E.B. Wilson Lecture: The Cell as Molecular Machine

Edwin W Taylor 1
Editor: Thomas D Pollard1
PMCID: PMC30940  PMID: 11179412

INTRODUCTION

In 1955, I began graduate studies at the University of Chicago in the Committee on Biophysics. The program allowed considerable freedom in choosing a research project. When I had made up my mind, I went to see Dr. William Bloom, the distinguished histologist, and told him that I wanted to work on the mechanism of mitosis. He handed me his copy of Wilson's (1925) book, The Cell in Development and Heredity, and said, “Read it, and when you finish, if you still want to work on such a difficult problem, come back and see me, and we'll talk.”

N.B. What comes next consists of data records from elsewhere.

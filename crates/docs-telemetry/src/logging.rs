//! Structured logging setup.
//!
//! Installs a global `tracing-subscriber` registry with an `EnvFilter` and
//! either a JSON layer (CI, log shipping) or a human-readable layer
//! (local runs).

use tracing_subscriber::{layer::SubscriberExt, util::SubscriberInitExt, EnvFilter};

use crate::{TelemetryConfig, TelemetryError};

/// Build the filter from `RUST_LOG`, falling back to the configured level.
pub fn env_filter(config: &TelemetryConfig) -> Result<EnvFilter, TelemetryError> {
    EnvFilter::try_from_default_env()
        .or_else(|_| EnvFilter::try_new(&config.log_level))
        .map_err(|e| TelemetryError::Filter(e.to_string()))
}

/// Initialize the global subscriber.
///
/// Fails if a global subscriber is already installed.
pub fn init_logging(config: &TelemetryConfig) -> Result<(), TelemetryError> {
    let env_filter = env_filter(config)?;

    if !config.console_output {
        tracing_subscriber::registry()
            .with(env_filter)
            .try_init()
            .map_err(|e| TelemetryError::SubscriberInit(e.to_string()))?;
    } else if config.json_logs {
        let json_layer = tracing_subscriber::fmt::layer()
            .json()
            .with_target(true)
            .with_file(true)
            .with_line_number(true)
            .with_writer(std::io::stderr);

        tracing_subscriber::registry()
            .with(env_filter)
            .with(json_layer)
            .try_init()
            .map_err(|e| TelemetryError::SubscriberInit(e.to_string()))?;
    } else {
        let fmt_layer = tracing_subscriber::fmt::layer()
            .with_target(true)
            .with_thread_ids(false)
            .with_file(false)
            .with_line_number(false)
            .with_writer(std::io::stderr);

        tracing_subscriber::registry()
            .with(env_filter)
            .with(fmt_layer)
            .try_init()
            .map_err(|e| TelemetryError::SubscriberInit(e.to_string()))?;
    }

    tracing::debug!(
        service = %config.service_name,
        json_logs = config.json_logs,
        "Logging initialized"
    );
    Ok(())
}

#[cfg(test)]
mod tests {
    use super::*;

    #[test]
    fn test_env_filter_accepts_directives() {
        let config = TelemetryConfig::default().with_log_level("bd_03_page_renderer=debug,warn");
        // RUST_LOG may be set by the harness; either way a filter is built
        assert!(env_filter(&config).is_ok());
    }
}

On his retirement, Dr. Bloom gave me this copy of Wilson (1925) and I have been rereading parts of it while preparing this lecture. My title was intended to make the topic appear fashionable but the idea of the cell as a machine is not new. Loeb in 1906 referred to the cell as a “chemical machine” and Wilson tells us that “the specificity of each kind of cell depends essentially on what we call its organization, i.e., upon the construction of the cell machine” but “ the differences between the cell and even the most intricate artificial machine still remain too vast by far to be bridged by our present knowledge.”

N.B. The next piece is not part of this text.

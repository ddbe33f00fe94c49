//! Service Layer - Page rendering

pub mod page_renderer;

pub use page_renderer::{CompiledPage, PageRenderer};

At that time, the research group of William Bloom, Raymond Zirkle, and Robert Uretz was investigating the mechanism of mitosis by using microbeam irradiation by protons and UV light. The newt was used as the source of material because the cells are big and beautiful. They do not round up during mitosis and one can see the stages of the process in the living cell with a clarity that is without parallel. Mitosis is the prime example of the operation of the cell as a molecular machine.

The explanation of the formation of the mitotic apparatus and the movements of the chromosomes had made little progress since 1925, the year of the third edition of Wilson's (1925) book. Franz Schrader's (1953) critical discussion of the current state of the field was a particularly valuable introduction to the problem. The contrast between the mode of thought at that time and the molecular biology of today is very striking. A description in terms of the controlled assembly and disassembly of fibers consisting of globular protein subunits and the action of local force generators, which move organelles along tracks, would not have been possible in 1955. In this lecture I wish to focus more on the development of these ideas than on an account of the work in my laboratory.

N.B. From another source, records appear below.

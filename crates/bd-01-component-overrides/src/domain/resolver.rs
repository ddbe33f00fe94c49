//! Override resolution with a single-slot memo
//!
//! `resolve(parent, local)` computes the effective mapping for a scope:
//! every key of `parent`, with every key of the (possibly derived) partial
//! `local` written over it.
//!
//! ## Memoization
//!
//! Each call site owns one [`OverrideResolver`]. It remembers only the most
//! recent `(parent, local)` pair, compared by identity. Repeating the pair
//! returns the stored result without merging (and without re-running a
//! derive function). A structurally equal but freshly built input is a miss.
//!
//! The slot keeps clones of both inputs, so the `Arc`s it compares against
//! stay alive and their addresses cannot be reused by unrelated mappings.

use std::collections::HashMap;
use std::fmt;
use std::sync::Arc;

use tracing::trace;

use super::mapping::ComponentMapping;
use super::overrides::Overrides;
use crate::metrics::{MetricsRecorder, NoOpMetrics};

/// Identifier of a call site (one override boundary in a content tree)
#[derive(Clone, Debug, PartialEq, Eq, Hash, PartialOrd, Ord)]
pub struct ScopeId(String);

impl ScopeId {
    pub fn new(id: impl Into<String>) -> Self {
        Self(id.into())
    }

    /// Child id derived from this one, for positional scopes
    pub fn child(&self, segment: impl fmt::Display) -> Self {
        Self(format!("{}/{}", self.0, segment))
    }

    pub fn as_str(&self) -> &str {
        &self.0
    }

    /// True for `root` itself and every id derived from it with
    /// [`child`](Self::child)
    pub fn is_within(&self, root: &ScopeId) -> bool {
        match self.0.strip_prefix(root.as_str()) {
            Some(rest) => rest.is_empty() || rest.starts_with('/'),
            None => false,
        }
    }
}

impl fmt::Display for ScopeId {
    fn fmt(&self, f: &mut fmt::Formatter<'_>) -> fmt::Result {
        f.write_str(&self.0)
    }
}

struct MemoSlot {
    parent: ComponentMapping,
    local: Overrides,
    result: ComponentMapping,
}

/// Resolver for one call site
pub struct OverrideResolver {
    slot: Option<MemoSlot>,
    metrics: Arc<dyn MetricsRecorder>,
}

impl Default for OverrideResolver {
    fn default() -> Self {
        Self::new()
    }
}

impl OverrideResolver {
    pub fn new() -> Self {
        Self::with_metrics(Arc::new(NoOpMetrics))
    }

    pub fn with_metrics(metrics: Arc<dyn MetricsRecorder>) -> Self {
        Self {
            slot: None,
            metrics,
        }
    }

    /// Effective mapping for `local` layered over `parent`.
    ///
    /// Empty or absent overrides return `parent` itself (same identity).
    pub fn resolve(&mut self, parent: &ComponentMapping, local: &Overrides) -> ComponentMapping {
        self.metrics.record_resolution();

        if local.is_empty() {
            // the slot holds the most recent pair; this one needs no result
            self.slot = None;
            self.metrics.record_identity_fast_path();
            return parent.clone();
        }

        if let Some(slot) = &self.slot {
            if slot.parent.ptr_eq(parent) && slot.local.same_identity(local) {
                self.metrics.record_memo_hit();
                trace!(entries = slot.result.len(), "Override memo hit");
                return slot.result.clone();
            }
        }

        self.metrics.record_memo_miss();
        let result = match local {
            Overrides::Absent => parent.clone(),
            Overrides::Mapping(partial) => parent.merged_with(partial),
            Overrides::Derive(derive) => {
                self.metrics.record_function_evaluation();
                let partial = (**derive)(parent);
                if partial.is_empty() {
                    parent.clone()
                } else {
                    parent.merged_with(&partial)
                }
            }
        };

        self.slot = Some(MemoSlot {
            parent: parent.clone(),
            local: local.clone(),
            result: result.clone(),
        });
        result
    }

    /// Drop the memo slot
    pub fn clear(&mut self) {
        self.slot = None;
    }

    pub fn is_primed(&self) -> bool {
        self.slot.is_some()
    }
}

/// Per-call-site resolvers, kept across render passes.
///
/// Each entry holds a single slot. Callers bound the map with
/// [`retain_within`](Self::retain_within) once a page is done.
pub struct ResolverCache {
    resolvers: HashMap<ScopeId, OverrideResolver>,
    metrics: Arc<dyn MetricsRecorder>,
}

impl Default for ResolverCache {
    fn default() -> Self {
        Self::new()
    }
}

impl ResolverCache {
    pub fn new() -> Self {
        Self::with_metrics(Arc::new(NoOpMetrics))
    }

    pub fn with_metrics(metrics: Arc<dyn MetricsRecorder>) -> Self {
        Self {
            resolvers: HashMap::new(),
            metrics,
        }
    }

    /// Resolver for `scope`, created on first use
    pub fn resolver(&mut self, scope: &ScopeId) -> &mut OverrideResolver {
        let metrics = &self.metrics;
        self.resolvers
            .entry(scope.clone())
            .or_insert_with(|| OverrideResolver::with_metrics(Arc::clone(metrics)))
    }

    /// Drop every resolver whose call site is not `root` or one of its
    /// children
    pub fn retain_within(&mut self, root: &ScopeId) {
        self.resolvers.retain(|id, _| id.is_within(root));
    }

    pub fn metrics(&self) -> &Arc<dyn MetricsRecorder> {
        &self.metrics
    }

    pub fn len(&self) -> usize {
        self.resolvers.len()
    }

    pub fn is_empty(&self) -> bool {
        self.resolvers.is_empty()
    }

    pub fn clear(&mut self) {
        self.resolvers.clear();
    }
}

My Ph.D. dissertation was a very modest contribution to solving the mechanism of mitosis. There was a shortage of actual numbers to test models of mitosis and my work was primarily concerned with measuring the rates of the processes by using polarized light microscopy to visualize the spindle. The rate of growth of the spindle in prophase and the elongation in late anaphase and the rate of chromosome-to-pole motion for various conditions provide data for thinking quantitatively about the mechanism. A constant growth rate of the spindle of 1 to 2 μm/min could be explained by assembly of filaments from a pool of subunits. Later studies on microtubule polymerization did yield velocities in this range. The amount of energy expended against viscous drag on the chromosomes was calculated from the velocity of chromosome movement and an estimate of cell viscosity obtained from the Brownian movement of vesicles. The amount of energy is very small, equal to the hydrolysis of 25 to 50 molecules of ATP for a movement of 20 μm. The velocity did not depend on the size of the chromosome, as had been noted previously, and it also did not depend on the viscosity of the cell. I concluded that mechanical forces did not determine the velocity and that the important energy term was “the change in internal energy of the spindle itself.”

Perhaps I was on the right track. Today we would say that velocity is determined by the ATP turnover rate of the motor and that the viscous drag on the organelle is usually small compared with the free energy of ATP hydrolysis. In this system the rate of disassembly of the microtubules could also be significant in limiting the velocity.

I spent 2 yr in the laboratory of Francis Schmitt at Massachusetts Institute of Technology as a postdoctoral fellow, learning protein chemistry and tracking down the giant squid in Chile that was our source of axoplasm. Peter Davison and I worked on the properties of the neurofilament protein that is now known to be a member of the family of intermediate filaments. Its function in neurons was not clear then and it may still be in doubt.

On my return to the University of Chicago I set up my own laboratory and initially my students and I studied the birefringence of filamentous proteins but my main interest was still mitosis. I decided that the two most important problems to investigate were first, What is the protein that is assembled into the fibers of the spindle and second, What is the force generator?

When I began to work in the field in the mid-1950s, models of mitosis were mainly field theories (electric, magnetic, hydrodynamic, or diffusion fields) or some variation on the idea of fibers that pull or push chromosomes. There was no quantitative experimental evidence for the former and cytologists objected to the latter because the fibers did not thicken during shortening. Models of muscle contraction might have been expected to provide a basis for understanding movement, but at that time contraction was still thought of as a folding of protein chains.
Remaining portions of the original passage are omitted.